Machine screws through thin metal plates


I have been wondering about something ever since I got my electric drill and started drilling all over the place, thus far mostly in wood and masonry.

If I want to fasten together two thin metal plates (2mm thick galvanized steel), I need to drill a hole through both and then fit a machine screw or bolt through them.

My questions are:
1. What should the size of the hole be in relation to the screw size? I always drill into wood with a bit that is 0.5mm or so smaller than the screw I want to put in so that the screw can grip tightly. How does it work for metal?
2. Do the holes need thread for the screw to work properly or is a plain hole good enough?

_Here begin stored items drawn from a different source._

//! The editor aggregate and its pointer gesture state machine.
//!
//! [`Editor`] owns the graph store, the viewport, and the single active
//! gesture. Pointer handlers feed it screen-space events together with the
//! [`HitTarget`] the renderer's picking found under the pointer; the editor
//! converts coordinates through the viewport and mutates the store. It never
//! touches rendering: the renderer reads the store, the viewport, and the
//! overlay getters ([`Editor::pending_connection`], [`Editor::marquee_rect`])
//! back out.

use crate::geometry::{self, NodeLayout, DEFAULT_CONTROL_OFFSET};
use crate::graph::{ConnectionId, GraphStore, NodeId, NodeUpdate, PortDirection, PortId};
use crate::viewport::{CanvasPoint, ScreenPoint, ScreenRect, Viewport};
use slint::SharedString;

/// Pointer button, mapped from the host event stream.
#[derive(Clone, Copy, Debug, PartialEq, Eq)]
pub enum PointerButton {
    Primary,
    Middle,
    Secondary,
}

impl PointerButton {
    /// Map a DOM-style button code (0 = primary, 1 = middle, 2 = secondary).
    pub fn from_code(code: i32) -> Option<Self> {
        match code {
            0 => Some(Self::Primary),
            1 => Some(Self::Middle),
            2 => Some(Self::Secondary),
            _ => None,
        }
    }
}

/// What the renderer's native picking found under the pointer.
///
/// Pointer-to-entity resolution belongs to the rendering layer; the editor
/// only interprets the result.
#[derive(Clone, Copy, Debug, PartialEq, Eq)]
pub enum HitTarget {
    /// Empty canvas.
    Canvas,
    /// A node's body below the title bar.
    NodeBody(NodeId),
    /// A node's title bar, the drag handle.
    NodeTitle(NodeId),
    InputPort(NodeId, PortId),
    OutputPort(NodeId, PortId),
}

/// The single active gesture.
///
/// Every pointer event is matched exhaustively against this, which is what
/// rules out stuck half-finished gestures: a gesture can only be replaced
/// by completing it.
#[derive(Clone, Copy, Debug, PartialEq)]
pub enum InteractionState {
    Idle,
    /// Middle-button canvas pan. `last` is the previous pointer position;
    /// each move applies the delta cumulatively so a missed event cannot
    /// make the canvas snap.
    PanningCanvas { last: ScreenPoint },
    /// Primary drag of a node by its title bar. `grab_offset` is the
    /// canvas-space offset from the node origin to the grab point; each
    /// move repositions the node absolutely from it.
    DraggingNode {
        node: NodeId,
        grab_offset: CanvasPoint,
    },
    /// A connection being drawn out of an output port. `cursor` is the
    /// canvas-space position of the loose end, read by the renderer for
    /// the provisional curve. The store is untouched until completion.
    CreatingConnection {
        from_node: NodeId,
        from_port: PortId,
        cursor: CanvasPoint,
    },
    /// A marquee being dragged over empty canvas. Both corners stay in
    /// screen space until the gesture commits.
    MarqueeSelecting {
        start: ScreenPoint,
        current: ScreenPoint,
    },
}

/// The owned application-state aggregate: graph, viewport, layout policy,
/// and interaction state. One instance per editor; nothing is global, so
/// several editors can coexist in a process.
pub struct Editor {
    pub graph: GraphStore,
    pub viewport: Viewport,
    pub layout: NodeLayout,
    control_offset: f32,
    state: InteractionState,
    editing_node: Option<NodeId>,
}

impl Default for Editor {
    fn default() -> Self {
        Self::new()
    }
}

impl Editor {
    pub fn new() -> Self {
        Self {
            graph: GraphStore::new(),
            viewport: Viewport::new(),
            layout: NodeLayout::default(),
            control_offset: DEFAULT_CONTROL_OFFSET,
            state: InteractionState::Idle,
            editing_node: None,
        }
    }

    pub fn state(&self) -> InteractionState {
        self.state
    }

    pub fn control_offset(&self) -> f32 {
        self.control_offset
    }

    /// Set the horizontal control-point offset for connector curves
    /// (default: 50.0).
    pub fn set_control_offset(&mut self, offset: f32) {
        self.control_offset = offset;
    }

    /// Canvas-space anchor of a port, resolved by id. `None` if the node
    /// or port does not exist.
    pub fn port_anchor(
        &self,
        node: NodeId,
        direction: PortDirection,
        port: PortId,
    ) -> Option<CanvasPoint> {
        let node = self.graph.node(node)?;
        let index = node.port_index(direction, port)?;
        geometry::port_anchor(node, direction, index, &self.layout)
    }

    // ------------------------------------------------------------------
    // Pointer events
    // ------------------------------------------------------------------

    /// Handle a button press. Gestures only ever start from [`InteractionState::Idle`];
    /// a stray press mid-gesture is ignored.
    pub fn pointer_down(
        &mut self,
        pos: ScreenPoint,
        button: PointerButton,
        shift: bool,
        target: HitTarget,
    ) {
        // Any press dismisses an active description edit.
        self.editing_node = None;

        if self.state != InteractionState::Idle {
            return;
        }

        match (button, target) {
            (PointerButton::Primary, HitTarget::Canvas) => {
                self.graph.clear_selection();
                self.state = InteractionState::MarqueeSelecting {
                    start: pos,
                    current: pos,
                };
            }
            (PointerButton::Primary, HitTarget::NodeTitle(id)) => {
                let Some(origin) = self.graph.node(id).map(|n| n.position) else {
                    return;
                };
                self.graph.click_select(id, shift);
                let p = self.viewport.to_canvas(pos);
                self.state = InteractionState::DraggingNode {
                    node: id,
                    grab_offset: CanvasPoint::new(p.x - origin.x, p.y - origin.y),
                };
            }
            (PointerButton::Primary, HitTarget::OutputPort(node, port)) => {
                let Some(anchor) = self.port_anchor(node, PortDirection::Output, port) else {
                    return;
                };
                self.state = InteractionState::CreatingConnection {
                    from_node: node,
                    from_port: port,
                    cursor: anchor,
                };
            }
            (PointerButton::Primary, HitTarget::NodeBody(_)) => {
                self.graph.clear_selection();
            }
            (PointerButton::Middle, HitTarget::Canvas) => {
                self.state = InteractionState::PanningCanvas { last: pos };
            }
            _ => {}
        }
    }

    /// Handle pointer motion for the active gesture.
    pub fn pointer_move(&mut self, pos: ScreenPoint) {
        match self.state {
            InteractionState::Idle => {}
            InteractionState::PanningCanvas { last } => {
                self.viewport.pan_by(pos.x - last.x, pos.y - last.y);
                self.state = InteractionState::PanningCanvas { last: pos };
            }
            InteractionState::DraggingNode { node, grab_offset } => {
                let p = self.viewport.to_canvas(pos);
                self.graph.update_node(
                    node,
                    NodeUpdate::position(CanvasPoint::new(
                        p.x - grab_offset.x,
                        p.y - grab_offset.y,
                    )),
                );
            }
            InteractionState::CreatingConnection {
                from_node,
                from_port,
                ..
            } => {
                self.state = InteractionState::CreatingConnection {
                    from_node,
                    from_port,
                    cursor: self.viewport.to_canvas(pos),
                };
            }
            InteractionState::MarqueeSelecting { start, .. } => {
                self.state = InteractionState::MarqueeSelecting {
                    start,
                    current: pos,
                };
            }
        }
    }

    /// Handle a button release. `target` is whatever the picking found
    /// under the release position; it only matters for connection
    /// completion.
    pub fn pointer_up(&mut self, pos: ScreenPoint, target: HitTarget) {
        match self.state {
            InteractionState::Idle => {}
            InteractionState::PanningCanvas { .. } | InteractionState::DraggingNode { .. } => {
                // Pan and drag already applied their effects live.
                self.state = InteractionState::Idle;
            }
            InteractionState::CreatingConnection {
                from_node,
                from_port,
                ..
            } => {
                if let HitTarget::InputPort(node, port) = target {
                    // A failed resolution is a silent no-op: the source may
                    // have been deleted mid-gesture.
                    let _ = self.graph.connect((from_node, from_port), (node, port));
                }
                self.state = InteractionState::Idle;
            }
            InteractionState::MarqueeSelecting { start, .. } => {
                self.state = InteractionState::MarqueeSelecting {
                    start,
                    current: pos,
                };
                self.commit_marquee();
            }
        }
    }

    /// Handle the pointer leaving the editor surface. Resolves the active
    /// gesture exactly as a release over empty canvas would, so no gesture
    /// can outlive the pointer.
    pub fn pointer_leave(&mut self) {
        match self.state {
            InteractionState::Idle => {}
            InteractionState::MarqueeSelecting { .. } => self.commit_marquee(),
            _ => self.state = InteractionState::Idle,
        }
    }

    fn commit_marquee(&mut self) {
        if let InteractionState::MarqueeSelecting { start, current } = self.state {
            let rect = ScreenRect::from_corners(start, current);
            let hits: Vec<NodeId> = self
                .graph
                .nodes()
                .iter()
                .filter(|n| geometry::marquee_contains(&rect, n, &self.viewport))
                .map(|n| n.id)
                .collect();
            self.graph.set_selection(hits);
            self.state = InteractionState::Idle;
        }
    }

    // ------------------------------------------------------------------
    // Keyboard-triggered operations
    // ------------------------------------------------------------------

    /// Delete every selected node (cascading to its connections), then
    /// clear the selection. Wired to the host's delete key binding.
    pub fn delete_selected(&mut self) {
        let ids: Vec<NodeId> = self.graph.selection().iter().copied().collect();
        for id in ids {
            self.graph.delete_node(id);
        }
        self.graph.clear_selection();
    }

    // ------------------------------------------------------------------
    // Overlay surface for the renderer
    // ------------------------------------------------------------------

    /// The marquee rectangle while a marquee gesture is active, normalized,
    /// in screen space.
    pub fn marquee_rect(&self) -> Option<ScreenRect> {
        if let InteractionState::MarqueeSelecting { start, current } = self.state {
            Some(ScreenRect::from_corners(start, current))
        } else {
            None
        }
    }

    /// Source anchor and loose end of the connection being drawn, in
    /// canvas space. `None` when no connection gesture is active or the
    /// source no longer resolves.
    pub fn pending_connection(&self) -> Option<(CanvasPoint, CanvasPoint)> {
        if let InteractionState::CreatingConnection {
            from_node,
            from_port,
            cursor,
        } = self.state
        {
            let anchor = self.port_anchor(from_node, PortDirection::Output, from_port)?;
            Some((anchor, cursor))
        } else {
            None
        }
    }

    /// Canvas-space path command for the provisional connector curve.
    pub fn pending_connection_path(&self) -> Option<String> {
        let (from, to) = self.pending_connection()?;
        Some(geometry::connection_path(
            from.x,
            from.y,
            to.x,
            to.y,
            self.control_offset,
        ))
    }

    /// Canvas-space anchors of an existing connection's endpoints.
    pub fn connection_endpoints(&self, id: ConnectionId) -> Option<(CanvasPoint, CanvasPoint)> {
        let conn = self.graph.connection(id)?;
        let from = self.port_anchor(conn.from_node, PortDirection::Output, conn.from_port)?;
        let to = self.port_anchor(conn.to_node, PortDirection::Input, conn.to_port)?;
        Some((from, to))
    }

    /// Canvas-space path command for an existing connection.
    pub fn connection_path(&self, id: ConnectionId) -> Option<String> {
        let (from, to) = self.connection_endpoints(id)?;
        Some(geometry::connection_path(
            from.x,
            from.y,
            to.x,
            to.y,
            self.control_offset,
        ))
    }

    // ------------------------------------------------------------------
    // Description editing support
    // ------------------------------------------------------------------

    /// The node whose description is currently open in the external text
    /// widget, if any.
    pub fn editing_node(&self) -> Option<NodeId> {
        self.editing_node
    }

    /// Open the description editor for a node. Ignored for unknown ids.
    pub fn begin_description_edit(&mut self, id: NodeId) {
        if self.graph.node(id).is_some() {
            self.editing_node = Some(id);
        }
    }

    /// Close the editor and write the text back to the node. A silent
    /// no-op if the node was deleted while the editor was open.
    pub fn commit_description_edit(&mut self, text: SharedString) {
        if let Some(id) = self.editing_node.take() {
            self.graph.update_node(id, NodeUpdate::description(text));
        }
    }

    /// Close the editor without writing anything back.
    pub fn cancel_description_edit(&mut self) {
        self.editing_node = None;
    }
}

I could experiment but I don't like to waste material or drill bits - I need a theoretical push in the right direction. And I don't have the bits that make thread. Is it perhaps worth investing in a set?


I am not an expert, but I have made things of metal before. I would think your metal screws could work although it will leave a sharp pointy end out of the back side. I think I would want at the least a bolt and nut with a lock washer so it doesn't come lose. Also I might recommend "pop" rivets if they would work for your application. They would leave a flush finish on both sides of your metal. I don't know what they might be called in your country, but here is a link to a video about using them.

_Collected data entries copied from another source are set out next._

//! Clock abstraction for determinism.

use chrono::{DateTime, Utc};

/// Abstraction over system time so ingestion and dead-letter timestamps can be
/// pinned in tests.
pub trait Clock: Send + Sync {
    /// Returns the current time.
    fn now(&self) -> DateTime<Utc>;
}

/// Production clock that delegates to the system clock.
#[derive(Debug, Clone, Copy)]
pub struct SystemClock;

impl Clock for SystemClock {
    fn now(&self) -> DateTime<Utc> {
        Utc::now()
    }
}
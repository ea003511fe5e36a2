//! Deduplication keys.

use std::fmt;
use std::fmt::Write as _;

use serde::{Deserialize, Serialize};
use sha2::{Digest, Sha256};
use uuid::Uuid;

use crate::record::ChangeRecord;

/// Namespace for event ids derived from dedup keys.
const EVENT_ID_NAMESPACE: Uuid = Uuid::from_u128(0x6f1c_2b7e_5d0a_4c1e_9a3f_8e2d_7b6c_5a41);

/// Key identifying one logical change, derived from
/// `(partition_key, sequence_token)`.
///
/// Derivation only looks at the raw record, so a key exists even for records
/// that fail to decode.
#[derive(Debug, Clone, PartialEq, Eq, Hash, PartialOrd, Ord, Serialize, Deserialize)]
#[serde(transparent)]
pub struct DedupKey(String);

impl DedupKey {
    /// Derives the key for a partition key and sequence token.
    ///
    /// Both parts are length-prefixed before hashing so that no two distinct
    /// pairs collide by concatenation.
    #[must_use]
    pub fn derive(partition_key: &str, sequence_token: &str) -> Self {
        let mut hasher = Sha256::new();
        for part in [partition_key, sequence_token] {
            hasher.update((part.len() as u64).to_be_bytes());
            hasher.update(part.as_bytes());
        }
        let digest = hasher.finalize();

        let mut hex = String::with_capacity(digest.len() * 2);
        for byte in digest {
            // Writing to a String cannot fail.
            let _ = write!(hex, "{byte:02x}");
        }
        Self(hex)
    }

    /// Derives the key for a change record.
    #[must_use]
    pub fn for_record(record: &ChangeRecord) -> Self {
        Self::derive(&record.partition_key, &record.sequence_token)
    }

    /// Returns the key as a string.
    #[must_use]
    pub fn as_str(&self) -> &str {
        &self.0
    }

    /// Returns the deterministic event id for the change this key identifies.
    #[must_use]
    pub fn event_id(&self) -> Uuid {
        Uuid::new_v5(&EVENT_ID_NAMESPACE, self.0.as_bytes())
    }
}

impl fmt::Display for DedupKey {
    fn fmt(&self, f: &mut fmt::Formatter<'_>) -> fmt::Result {
        f.write_str(&self.0)
    }
}
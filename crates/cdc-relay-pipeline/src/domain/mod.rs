//! Decoding and deduplication.

pub mod decoder;
pub mod guard;
pub mod mapping;
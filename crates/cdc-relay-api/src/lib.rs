//! HTTP service for the CDC fan-out relay.

pub mod config;
pub mod error;
pub mod routes;
pub mod state;
pub mod telemetry;
pub mod wire;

Thanks for the ideas. I was just fixing a mop that had rusted and the part that holds the strands together had to be replaced. In the end I just bent the metal piece and it turned out to be secure enough. At first I tried with machine screws but found it very difficult to drill a hole that suited the screws that I had on hand.

Pop rivets would be an option, but I don't have a tool for that and I'm not sure it's worth the investment.

David Trammel's picture

Without knowing more, I'm going to guess your drill bit was walking around the surface of the metal and not going where you wanted? Here is an old trick if you are having trouble putting a hole into metal where you want it. Find a nail and use a hammer to put a small dent at the place you want to drill. Your drill bit will seat into the dent and will stay until the drill gets started.

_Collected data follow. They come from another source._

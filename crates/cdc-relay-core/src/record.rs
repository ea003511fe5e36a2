//! Raw change records as delivered by the upstream change source.

use std::collections::BTreeMap;
use std::fmt;

use chrono::{DateTime, Utc};
use serde::{Deserialize, Serialize};

/// A row image: field name to value.
///
/// Ordered so that anything derived from an image (payloads, search
/// documents) is deterministic.
pub type Image = BTreeMap<String, serde_json::Value>;

/// The kind of row-level change a record describes.
#[derive(Debug, Clone, PartialEq, Eq, Hash, Serialize, Deserialize)]
#[serde(from = "String", into = "String")]
pub enum ChangeKind {
    /// A new row was written. Carries an after-image.
    Insert,
    /// An existing row changed. Carries before and after images.
    Modify,
    /// A row was deleted. Carries a before-image only.
    Remove,
    /// A kind the relay does not understand. Decoding rejects it.
    Unknown(String),
}

impl ChangeKind {
    /// Returns the wire name of this kind.
    #[must_use]
    pub fn as_str(&self) -> &str {
        match self {
            Self::Insert => "INSERT",
            Self::Modify => "MODIFY",
            Self::Remove => "REMOVE",
            Self::Unknown(raw) => raw,
        }
    }
}

impl From<String> for ChangeKind {
    fn from(raw: String) -> Self {
        match raw.to_ascii_uppercase().as_str() {
            "INSERT" => Self::Insert,
            "MODIFY" => Self::Modify,
            "REMOVE" => Self::Remove,
            _ => Self::Unknown(raw),
        }
    }
}

impl From<ChangeKind> for String {
    fn from(kind: ChangeKind) -> Self {
        kind.as_str().to_owned()
    }
}

impl fmt::Display for ChangeKind {
    fn fmt(&self, f: &mut fmt::Formatter<'_>) -> fmt::Result {
        f.write_str(self.as_str())
    }
}

/// One raw notification from the upstream change source.
///
/// Records are immutable once received. The same record may be delivered
/// more than once; `(partition_key, sequence_token)` identifies it.
#[derive(Debug, Clone, PartialEq, Serialize, Deserialize)]
pub struct ChangeRecord {
    /// Name of the table or collection the change came from.
    pub source: String,
    /// Opaque token, strictly increasing per partition key.
    pub sequence_token: String,
    /// What kind of change this is.
    pub kind: ChangeKind,
    /// Identifies the logical entity that changed.
    pub partition_key: String,
    /// Row state before the change (Modify/Remove).
    pub before_image: Option<Image>,
    /// Row state after the change (Insert/Modify).
    pub after_image: Option<Image>,
    /// When the change happened at the source.
    pub created_at: DateTime<Utc>,
}

#[cfg(test)]
mod tests {
    use super::*;

    #[test]
    fn test_change_kind_parses_case_insensitively() {
        assert_eq!(ChangeKind::from("insert".to_owned()), ChangeKind::Insert);
        assert_eq!(ChangeKind::from("MODIFY".to_owned()), ChangeKind::Modify);
        assert_eq!(ChangeKind::from("Remove".to_owned()), ChangeKind::Remove);
    }

    #[test]
    fn test_unknown_change_kind_keeps_raw_name() {
        let kind = ChangeKind::from("TRUNCATE".to_owned());

        assert_eq!(kind, ChangeKind::Unknown("TRUNCATE".to_owned()));
        assert_eq!(kind.to_string(), "TRUNCATE");
    }

    #[test]
    fn test_change_record_deserializes_without_images() {
        // Arrange
        let json = serde_json::json!({
            "source": "orders",
            "sequence_token": "100",
            "kind": "REMOVE",
            "partition_key": "id=1",
            "before_image": { "id": "1" },
            "created_at": "2026-01-15T10:00:00Z"
        });

        // Act
        let record: ChangeRecord = serde_json::from_value(json).unwrap();

        // Assert
        assert_eq!(record.kind, ChangeKind::Remove);
        assert!(record.after_image.is_none());
        assert_eq!(
            record.before_image.unwrap().get("id"),
            Some(&serde_json::json!("1"))
        );
    }
}
//! Test idempotency stores: mock `IdempotencyStore` implementations.

use std::collections::HashSet;
use std::sync::Mutex;

use async_trait::async_trait;
use cdc_relay_core::dedup::DedupKey;
use cdc_relay_core::error::GuardError;
use cdc_relay_core::idempotency::IdempotencyStore;

/// An in-memory store with real insert-if-absent semantics.
#[derive(Debug, Default)]
pub struct InMemoryIdempotencyStore {
    keys: Mutex<HashSet<DedupKey>>,
}

impl InMemoryIdempotencyStore {
    /// Creates an empty store.
    #[must_use]
    pub fn new() -> Self {
        Self::default()
    }

    /// Returns `true` if `key` is currently reserved.
    ///
    /// # Panics
    ///
    /// Panics if the internal mutex is poisoned.
    pub fn contains(&self, key: &DedupKey) -> bool {
        self.keys.lock().unwrap().contains(key)
    }

    /// Number of reserved keys.
    ///
    /// # Panics
    ///
    /// Panics if the internal mutex is poisoned.
    pub fn len(&self) -> usize {
        self.keys.lock().unwrap().len()
    }

    /// Returns `true` if nothing is reserved.
    ///
    /// # Panics
    ///
    /// Panics if the internal mutex is poisoned.
    pub fn is_empty(&self) -> bool {
        self.keys.lock().unwrap().is_empty()
    }
}

#[async_trait]
impl IdempotencyStore for InMemoryIdempotencyStore {
    async fn put_if_absent(&self, key: &DedupKey) -> Result<bool, GuardError> {
        Ok(self.keys.lock().unwrap().insert(key.clone()))
    }

    async fn delete(&self, key: &DedupKey) -> Result<(), GuardError> {
        self.keys.lock().unwrap().remove(key);
        Ok(())
    }
}

/// A store that always reports itself unreachable.
#[derive(Debug)]
pub struct UnavailableIdempotencyStore;

#[async_trait]
impl IdempotencyStore for UnavailableIdempotencyStore {
    async fn put_if_absent(&self, _key: &DedupKey) -> Result<bool, GuardError> {
        Err(GuardError::Unavailable("connection refused".into()))
    }

    async fn delete(&self, _key: &DedupKey) -> Result<(), GuardError> {
        Err(GuardError::Unavailable("connection refused".into()))
    }
}

/// A store whose calls never complete. Exercises caller timeouts.
#[derive(Debug)]
pub struct HangingIdempotencyStore;

#[async_trait]
impl IdempotencyStore for HangingIdempotencyStore {
    async fn put_if_absent(&self, _key: &DedupKey) -> Result<bool, GuardError> {
        std::future::pending().await
    }

    async fn delete(&self, _key: &DedupKey) -> Result<(), GuardError> {
        std::future::pending().await
    }
}

/// An in-memory store that hangs for selected keys until `recover` is called.
#[derive(Debug, Default)]
pub struct FlakyIdempotencyStore {
    inner: InMemoryIdempotencyStore,
    hanging: Mutex<HashSet<DedupKey>>,
}

impl FlakyIdempotencyStore {
    /// Creates a healthy store.
    #[must_use]
    pub fn new() -> Self {
        Self::default()
    }

    /// Makes calls for `key` hang until `recover` is called.
    ///
    /// # Panics
    ///
    /// Panics if the internal mutex is poisoned.
    pub fn hang_on(&self, key: DedupKey) {
        self.hanging.lock().unwrap().insert(key);
    }

    /// Makes every key answer normally again.
    ///
    /// # Panics
    ///
    /// Panics if the internal mutex is poisoned.
    pub fn recover(&self) {
        self.hanging.lock().unwrap().clear();
    }

    /// Returns `true` if `key` is currently reserved.
    pub fn contains(&self, key: &DedupKey) -> bool {
        self.inner.contains(key)
    }

    fn is_hanging(&self, key: &DedupKey) -> bool {
        self.hanging.lock().unwrap().contains(key)
    }
}

#[async_trait]
impl IdempotencyStore for FlakyIdempotencyStore {
    async fn put_if_absent(&self, key: &DedupKey) -> Result<bool, GuardError> {
        if self.is_hanging(key) {
            return std::future::pending().await;
        }
        self.inner.put_if_absent(key).await
    }

    async fn delete(&self, key: &DedupKey) -> Result<(), GuardError> {
        if self.is_hanging(key) {
            return std::future::pending().await;
        }
        self.inner.delete(key).await
    }
}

That said here are some observations from an old hand at putting screws into things.

What you are describing is loosely called putting a "pilot hole" in. This is a fairly common thing to do, especially on metal or wood. For the size you want a drill bit that is the same size as the shank of the screw, that's the solid center part, not the threaded part. Its especially useful when joining two pieces together. If you don't then as the screw gets thru the first piece, the tip can push the two pieces apart. If you are joining two pieces of wood, like a couple of 2x4s then drill a pilot hole thru both pieces of wood, but only a little bit into the second board. Then go back and drill the hole in the first board, big enough the screw goes through by hand (as big as the threads). This way the screw will grab the second board and pull the two together firmly.

For metal, some of the problems can be solved by using a self tapping screw. This is a metal screw that has a small drill bit type tip on it. Its still useful to pilot hole the site though. I'm working with metal wall studding, which is thin 20 gauge (about 0.9 millimeters) thick. You can still use a sharp tipped screw if you pilot hole first though.

Another factor is whether its "fine or coarse" threaded. If you look at the screws at the hardware store bins, you'll see some with more threads per inch of shank. The fine thread ones are mostly for metal. The coarse ones for wood.

Piloting a hole is especially important if you are going to screw into wood. If you don't then the screw will press the wood material out from where you are installing it. This can split the wood or the screw can "spin out" and destroy the threads the screw is cutting. This happens a lot if you are using a drill motor to install the threads.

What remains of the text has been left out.